» **EXERCISE DESCRIPTION**
Where the material below has a line containing "let (dx, dy)", start repeating exactly, and keep going through the line containing "if let Some(surface)", with no other lines.

» **AVAILABLE RECORDS**
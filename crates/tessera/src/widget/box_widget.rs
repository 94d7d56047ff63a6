//! The container widget and its size negotiation.
//!
//! A box lays its visible children out one after another along its main
//! axis (top to bottom for a vertical box), `pad` cells apart, inside an
//! optional one-cell border. On the cross axis each child is aligned
//! according to the box's [`Alignment`].
//!
//! # Resize negotiation
//!
//! When asked to change size, a box looks for one child willing to absorb
//! the whole change (the *delta absorber*), preferring any child over the
//! one that absorbed last time. For a change across the main axis the other
//! children must accept the same cross-axis change as well. Once the size is
//! committed, the absorber receives the full delta and every other child
//! only the cross-axis part.

use tessera_core::logging::targets;
use tessera_core::MouseEvent;
use tessera_render::{Point, Size};
use tessera_style::ColorRole;
use unicode_segmentation::UnicodeSegmentation;

use super::flags::WidgetFlags;
use super::focus::FocusDirection;
use super::traits::Widget;
use super::tree::WidgetTree;
use super::WidgetId;

/// Cross-axis placement of a box's children.
#[derive(Debug, Clone, Copy, PartialEq, Eq, Default)]
pub enum Alignment {
    /// Left in a vertical box, top in a horizontal one.
    #[default]
    Start,
    Center,
    /// Right in a vertical box, bottom in a horizontal one.
    End,
}

/// A container of child widgets.
#[derive(Debug, Clone, Default)]
pub struct BoxWidget {
    vertical: bool,
    homogeneous: bool,
    fill: bool,
    pad: i32,
    alignment: Alignment,
    title: Option<String>,
    last_resize: Option<WidgetId>,
    size_queued: Option<WidgetId>,
}

impl BoxWidget {
    pub fn new(vertical: bool, homogeneous: bool) -> Self {
        Self {
            vertical,
            homogeneous,
            ..Default::default()
        }
    }

    #[inline]
    pub fn is_vertical(&self) -> bool {
        self.vertical
    }

    pub fn is_homogeneous(&self) -> bool {
        self.homogeneous
    }

    pub fn fills(&self) -> bool {
        self.fill
    }

    pub fn pad(&self) -> i32 {
        self.pad
    }

    pub fn alignment(&self) -> Alignment {
        self.alignment
    }

    pub fn title(&self) -> Option<&str> {
        self.title.as_deref()
    }

    /// The child that absorbed the last size change.
    pub fn last_resize(&self) -> Option<WidgetId> {
        self.last_resize
    }

    pub fn set_vertical(&mut self, vertical: bool) {
        self.vertical = vertical;
    }

    /// Force every child to the largest cross-axis size.
    pub fn set_homogeneous(&mut self, homogeneous: bool) {
        self.homogeneous = homogeneous;
    }

    /// Force every child to the largest main-axis size.
    pub fn set_fill(&mut self, fill: bool) {
        self.fill = fill;
    }

    /// Space between consecutive children.
    pub fn set_pad(&mut self, pad: i32) {
        self.pad = pad.max(0);
    }

    pub fn set_alignment(&mut self, alignment: Alignment) {
        self.alignment = alignment;
    }

    pub fn set_title(&mut self, title: Option<&str>) {
        self.title = title.map(str::to_string);
    }

    pub(crate) fn forget_child(&mut self, child: WidgetId) {
        if self.last_resize == Some(child) {
            self.last_resize = None;
        }
        if self.size_queued == Some(child) {
            self.size_queued = None;
        }
    }

    fn visible_children(tree: &WidgetTree, id: WidgetId) -> Vec<WidgetId> {
        tree.children(id)
            .into_iter()
            .filter(|&child| tree.base(child).is_some_and(|base| base.is_visible()))
            .collect()
    }

    /// Lay children out from the box's position and set the box's size to
    /// the bounding box of the result.
    pub(crate) fn reposition_children(&mut self, tree: &mut WidgetTree, id: WidgetId) {
        let Some(base) = tree.base(id) else {
            return;
        };
        let border = i32::from(base.has_border());
        let origin = base.position();
        let children = Self::visible_children(tree, id);

        let mut cursor = Point::new(origin.x + border, origin.y + border);
        let mut max_w = 0;
        let mut max_h = 0;
        let mut advanced = false;
        for &child in &children {
            tree.place(child, cursor.x, cursor.y);
            let size = tree.base(child).map(|base| base.size()).unwrap_or(Size::ZERO);
            if self.vertical {
                if size.height > 0 {
                    cursor.y += size.height + self.pad;
                    advanced = true;
                }
            } else if size.width > 0 {
                cursor.x += size.width + self.pad;
                advanced = true;
            }
            max_w = max_w.max(size.width);
            max_h = max_h.max(size.height);
        }
        if advanced {
            if self.vertical {
                cursor.y -= self.pad;
            } else {
                cursor.x -= self.pad;
            }
        }

        let (mut width, height) = if self.vertical {
            (max_w + 2 * border, cursor.y - origin.y + border)
        } else {
            (cursor.x - origin.x + border, max_h + 2 * border)
        };
        if border > 0
            && let Some(title) = &self.title
        {
            width = width.max(title.graphemes(true).count() as i32 + 4);
        }
        tree.force_size(id, width, height);

        for &child in &children {
            let Some(base) = tree.base(child) else {
                continue;
            };
            let (outer, inner, current) = if self.vertical {
                (width, base.width, base.x)
            } else {
                (height, base.height, base.y)
            };
            let room = outer - 2 * border;
            let offset = match self.alignment {
                Alignment::Start => 0,
                Alignment::Center => (room - inner) / 2,
                Alignment::End => room - inner,
            };
            let relative = (border + offset).min(outer - border - inner).max(border);
            let target = relative + if self.vertical { origin.x } else { origin.y };
            if target != current {
                let (x, y) = if self.vertical { (target, base.y) } else { (base.x, target) };
                tree.place(child, x, y);
            }
        }
    }

    fn negotiate(&mut self, tree: &mut WidgetTree, id: WidgetId, width: i32, height: i32) -> bool {
        let Some((current, min)) = tree.base(id).map(|base| (base.size(), base.min_size())) else {
            return false;
        };
        let wchange = current.width - width;
        let hchange = current.height - height;
        if wchange == 0 && hchange == 0 {
            return true;
        }
        if width <= 0 || height <= 0 || width < min.width || height < min.height {
            return false;
        }
        let children = Self::visible_children(tree, id);
        if children.is_empty() {
            return true;
        }

        let accepts = |tree: &mut WidgetTree, child: WidgetId| -> bool {
            let Some(size) = tree.base(child).map(|base| base.size()) else {
                return false;
            };
            size.width != 0
                && size.height != 0
                && tree.confirm_size(child, size.width - wchange, size.height - hchange)
        };

        let mut absorber = None;
        for &child in &children {
            if Some(child) == self.last_resize {
                continue;
            }
            if accepts(tree, child) {
                absorber = Some(child);
                break;
            }
        }
        if absorber.is_none()
            && let Some(last) = self.last_resize.filter(|last| children.contains(last))
            && accepts(tree, last)
        {
            absorber = Some(last);
        }
        let Some(absorber) = absorber else {
            self.size_queued = None;
            tracing::trace!(target: targets::LAYOUT, ?id, width, height, "no child absorbs the change");
            return false;
        };

        let absorbed = tree.base(absorber).map(|base| base.size()).unwrap_or(Size::ZERO);
        for &child in &children {
            if child == absorber {
                continue;
            }
            let Some(size) = tree.base(child).map(|base| base.size()) else {
                continue;
            };
            let rejected = if self.vertical && wchange > 0 {
                size.width >= absorbed.width && !tree.confirm_size(child, size.width - wchange, size.height)
            } else if !self.vertical && hchange > 0 {
                size.height >= absorbed.height && !tree.confirm_size(child, size.width, size.height - hchange)
            } else {
                false
            };
            if rejected {
                self.size_queued = None;
                tracing::trace!(target: targets::LAYOUT, ?id, ?child, "sibling rejects the cross-axis change");
                return false;
            }
        }

        self.size_queued = Some(absorber);
        true
    }

    fn apply_size_change(&mut self, tree: &mut WidgetTree, id: WidgetId, old: Size) {
        let Some(new) = tree.base(id).map(|base| base.size()) else {
            return;
        };
        let dw = new.width - old.width;
        let dh = new.height - old.height;
        let absorber = self.size_queued.take();

        for child in Self::visible_children(tree, id) {
            let Some(size) = tree.base(child).map(|base| base.size()) else {
                continue;
            };
            if Some(child) == absorber {
                tree.set_size(child, size.width + dw, size.height + dh);
                self.last_resize = Some(child);
            } else if self.vertical && dw != 0 {
                tree.set_size(child, size.width + dw, size.height);
            } else if !self.vertical && dh != 0 {
                tree.set_size(child, size.width, size.height + dh);
            }
        }
        tracing::debug!(target: targets::LAYOUT, ?id, dw, dh, absorber = ?absorber, "box resized");
        self.reposition_children(tree, id);
    }
}

impl Widget for BoxWidget {
    fn default_flags(&self) -> WidgetFlags {
        WidgetFlags::CAN_TAKE_FOCUS | WidgetFlags::DISABLE_ACTIONS | WidgetFlags::NO_BORDER
    }

    fn as_box(&self) -> Option<&BoxWidget> {
        Some(self)
    }

    fn as_box_mut(&mut self) -> Option<&mut BoxWidget> {
        Some(self)
    }

    fn measure(&mut self, tree: &mut WidgetTree, id: WidgetId) {
        let children = tree.children(id);
        for &child in &children {
            tree.measure(child);
        }

        let visible = Self::visible_children(tree, id);
        let (max_w, max_h) = visible.iter().fold((0, 0), |(w, h), &child| {
            let size = tree.base(child).map(|base| base.size()).unwrap_or(Size::ZERO);
            (w.max(size.width), h.max(size.height))
        });
        for &child in &visible {
            let Some(size) = tree.base(child).map(|base| base.size()) else {
                continue;
            };
            let mut target = size;
            if self.homogeneous {
                if self.vertical {
                    target.width = max_w;
                } else {
                    target.height = max_h;
                }
            }
            if self.fill {
                if self.vertical {
                    target.height = max_h;
                } else {
                    target.width = max_w;
                }
            }
            if target != size {
                tree.force_size(child, target.width, target.height);
            }
        }
        self.reposition_children(tree, id);
    }

    fn map(&mut self, tree: &mut WidgetTree, id: WidgetId) {
        for child in tree.children(id) {
            tree.map(child);
        }
        tree.ensure_focus_chain(id);
    }

    fn place(&mut self, tree: &mut WidgetTree, id: WidgetId, x: i32, y: i32) {
        let Some(old) = tree.base(id).map(|base| base.position()) else {
            return;
        };
        tree.set_position(id, x, y);
        let (dx, dy) = (x - old.x, y - old.y);
        if dx == 0 && dy == 0 {
            return;
        }
        for child in tree.children(id) {
            if let Some(position) = tree.base(child).map(|base| base.position()) {
                tree.place(child, position.x + dx, position.y + dy);
            }
        }
    }

    fn confirm_size(&mut self, tree: &mut WidgetTree, id: WidgetId, width: i32, height: i32) -> bool {
        self.negotiate(tree, id, width, height)
    }

    fn size_changed(&mut self, tree: &mut WidgetTree, id: WidgetId, old: Size) {
        self.apply_size_change(tree, id, old);
    }

    fn draw(&mut self, tree: &mut WidgetTree, id: WidgetId) {
        let children = Self::visible_children(tree, id);
        for &child in &children {
            tree.draw(child);
        }

        let Some(base) = tree.base(id) else {
            return;
        };
        let border = base.has_border();
        let width = base.width;
        let title_role = if base.has_flag(WidgetFlags::URGENT) {
            ColorRole::Urgent
        } else if base.has_focus() {
            ColorRole::Title
        } else {
            ColorRole::TitleDim
        };
        let normal = tree.style(ColorRole::Normal);
        let title_style = tree.style(title_role);
        if let Some(surface) = tree.surface_mut(id) {
            surface.clear(normal);
            if border {
                surface.draw_border(normal);
                if let Some(title) = &self.title {
                    let text = format!(" {title} ");
                    let len = text.graphemes(true).count() as i32;
                    let x = ((width - len) / 2).max(1);
                    surface.put_str(x, 0, &text, title_style);
                }
            }
        }
        for &child in &children {
            tree.blit_child(id, child);
        }
    }

    fn key_pressed(&mut self, tree: &mut WidgetTree, id: WidgetId, key: &[u8]) -> bool {
        if let Some(active) = tree.active(id)
            && tree.key_pressed(active, key)
        {
            return true;
        }
        tree.perform_key(id, key)
    }

    fn clicked(&mut self, tree: &mut WidgetTree, id: WidgetId, event: MouseEvent, x: i32, y: i32) -> bool {
        let point = Point::new(x, y);
        let hit = Self::visible_children(tree, id)
            .into_iter()
            .find(|&child| tree.base(child).is_some_and(|base| base.geometry().contains(point)));
        let Some(child) = hit else {
            return false;
        };
        if event.is_press() && tree.base(child).is_some_and(|base| base.can_take_focus()) {
            let root = tree.root_of(id);
            tree.give_focus_to_child(root, child);
        }
        tree.clicked(child, event, x, y)
    }

    fn gained_focus(&mut self, tree: &mut WidgetTree, id: WidgetId) {
        if let Some(active) = tree.active(id) {
            tree.set_focus(active, true);
        }
    }

    fn lost_focus(&mut self, tree: &mut WidgetTree, id: WidgetId) {
        if let Some(active) = tree.active(id) {
            tree.set_focus(active, false);
        }
    }
}

impl WidgetTree {
    /// Step focus within the root box that contains `id`.
    pub fn focus_step(&mut self, id: WidgetId, direction: FocusDirection) -> bool {
        let root = self.root_of(id);
        self.move_focus(root, direction)
    }
}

» **EXPECTED ANSWER**
        let (dx, dy) = (x - old.x, y - old.y);
        if dx == 0 && dy == 0 {
            return;
        }
        for child in tree.children(id) {
            if let Some(position) = tree.base(child).map(|base| base.position()) {
                tree.place(child, position.x + dx, position.y + dy);
            }
        }
    }

    fn confirm_size(&mut self, tree: &mut WidgetTree, id: WidgetId, width: i32, height: i32) -> bool {
        self.negotiate(tree, id, width, height)
    }

    fn size_changed(&mut self, tree: &mut WidgetTree, id: WidgetId, old: Size) {
        self.apply_size_change(tree, id, old);
    }

    fn draw(&mut self, tree: &mut WidgetTree, id: WidgetId) {
        let children = Self::visible_children(tree, id);
        for &child in &children {
            tree.draw(child);
        }

        let Some(base) = tree.base(id) else {
            return;
        };
        let border = base.has_border();
        let width = base.width;
        let title_role = if base.has_flag(WidgetFlags::URGENT) {
            ColorRole::Urgent
        } else if base.has_focus() {
            ColorRole::Title
        } else {
            ColorRole::TitleDim
        };
        let normal = tree.style(ColorRole::Normal);
        let title_style = tree.style(title_role);
        if let Some(surface) = tree.surface_mut(id) {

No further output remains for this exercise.